### MATERIAL FOR THIS EXERCISE
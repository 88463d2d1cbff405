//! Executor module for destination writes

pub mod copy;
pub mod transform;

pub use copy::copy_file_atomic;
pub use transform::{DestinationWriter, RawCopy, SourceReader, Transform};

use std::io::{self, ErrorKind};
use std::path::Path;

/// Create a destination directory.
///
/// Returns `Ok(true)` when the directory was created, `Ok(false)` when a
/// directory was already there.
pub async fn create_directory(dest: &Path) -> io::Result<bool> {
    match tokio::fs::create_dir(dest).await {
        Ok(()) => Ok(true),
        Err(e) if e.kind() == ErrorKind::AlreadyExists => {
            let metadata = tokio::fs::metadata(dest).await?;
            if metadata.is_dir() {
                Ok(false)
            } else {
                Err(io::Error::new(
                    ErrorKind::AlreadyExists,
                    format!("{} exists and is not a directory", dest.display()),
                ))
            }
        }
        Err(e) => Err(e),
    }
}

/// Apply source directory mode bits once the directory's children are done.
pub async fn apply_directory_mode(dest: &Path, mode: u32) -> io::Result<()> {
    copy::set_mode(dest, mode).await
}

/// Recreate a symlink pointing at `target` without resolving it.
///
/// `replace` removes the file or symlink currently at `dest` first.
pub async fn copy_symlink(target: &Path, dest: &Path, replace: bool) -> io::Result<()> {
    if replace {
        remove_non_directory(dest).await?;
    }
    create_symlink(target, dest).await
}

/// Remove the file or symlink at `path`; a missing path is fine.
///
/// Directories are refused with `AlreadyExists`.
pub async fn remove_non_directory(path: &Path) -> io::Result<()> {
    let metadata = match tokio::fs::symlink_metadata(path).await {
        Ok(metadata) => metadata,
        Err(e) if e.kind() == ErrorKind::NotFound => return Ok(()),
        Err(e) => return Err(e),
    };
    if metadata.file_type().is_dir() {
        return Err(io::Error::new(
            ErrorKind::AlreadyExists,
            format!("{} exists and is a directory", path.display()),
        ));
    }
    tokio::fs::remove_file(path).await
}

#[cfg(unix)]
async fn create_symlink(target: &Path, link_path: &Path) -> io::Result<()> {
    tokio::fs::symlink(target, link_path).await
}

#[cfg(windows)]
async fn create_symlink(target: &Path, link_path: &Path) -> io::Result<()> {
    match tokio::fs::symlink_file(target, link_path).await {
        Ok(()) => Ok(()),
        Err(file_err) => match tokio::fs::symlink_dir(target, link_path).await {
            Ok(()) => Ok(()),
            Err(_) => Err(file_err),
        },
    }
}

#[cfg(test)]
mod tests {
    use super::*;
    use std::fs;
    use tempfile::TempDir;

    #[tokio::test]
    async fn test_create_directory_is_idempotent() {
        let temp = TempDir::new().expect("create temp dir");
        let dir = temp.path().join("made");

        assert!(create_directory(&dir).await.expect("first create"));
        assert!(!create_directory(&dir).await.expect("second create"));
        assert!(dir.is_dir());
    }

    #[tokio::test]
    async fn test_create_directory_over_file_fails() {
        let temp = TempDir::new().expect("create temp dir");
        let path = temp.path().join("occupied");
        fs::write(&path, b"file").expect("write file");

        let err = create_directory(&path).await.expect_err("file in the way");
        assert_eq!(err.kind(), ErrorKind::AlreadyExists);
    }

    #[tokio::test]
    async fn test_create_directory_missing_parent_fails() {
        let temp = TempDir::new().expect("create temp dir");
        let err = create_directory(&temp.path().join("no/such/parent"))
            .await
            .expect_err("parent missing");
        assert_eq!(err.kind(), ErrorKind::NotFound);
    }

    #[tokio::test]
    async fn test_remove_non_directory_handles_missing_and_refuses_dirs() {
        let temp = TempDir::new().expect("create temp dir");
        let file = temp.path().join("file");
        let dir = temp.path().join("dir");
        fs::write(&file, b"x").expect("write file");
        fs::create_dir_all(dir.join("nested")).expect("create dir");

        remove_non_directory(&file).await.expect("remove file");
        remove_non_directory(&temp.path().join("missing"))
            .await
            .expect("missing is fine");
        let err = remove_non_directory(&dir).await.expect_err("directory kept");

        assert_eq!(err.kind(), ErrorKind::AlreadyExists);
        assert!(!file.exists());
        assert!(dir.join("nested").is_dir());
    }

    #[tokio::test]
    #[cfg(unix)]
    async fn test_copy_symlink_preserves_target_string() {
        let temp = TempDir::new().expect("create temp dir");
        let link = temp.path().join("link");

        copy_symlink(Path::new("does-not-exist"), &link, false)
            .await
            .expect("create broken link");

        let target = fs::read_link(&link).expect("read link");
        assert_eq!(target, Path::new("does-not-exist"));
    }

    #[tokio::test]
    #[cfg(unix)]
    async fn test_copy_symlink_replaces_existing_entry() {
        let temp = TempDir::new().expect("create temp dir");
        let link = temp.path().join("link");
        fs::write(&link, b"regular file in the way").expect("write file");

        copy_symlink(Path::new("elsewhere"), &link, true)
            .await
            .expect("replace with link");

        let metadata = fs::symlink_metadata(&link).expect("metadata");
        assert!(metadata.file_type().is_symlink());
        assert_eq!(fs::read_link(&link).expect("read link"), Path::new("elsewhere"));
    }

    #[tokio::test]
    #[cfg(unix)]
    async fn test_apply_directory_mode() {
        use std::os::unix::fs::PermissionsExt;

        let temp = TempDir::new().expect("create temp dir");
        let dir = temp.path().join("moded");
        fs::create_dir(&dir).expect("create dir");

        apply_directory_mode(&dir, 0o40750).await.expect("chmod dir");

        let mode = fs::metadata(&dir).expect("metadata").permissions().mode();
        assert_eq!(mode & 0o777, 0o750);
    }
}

### EXERCISE BRIEF
After reading the material above, state how many of its lines hold the word "display". No other output is needed.

### RESPONSE TO THE TASK
2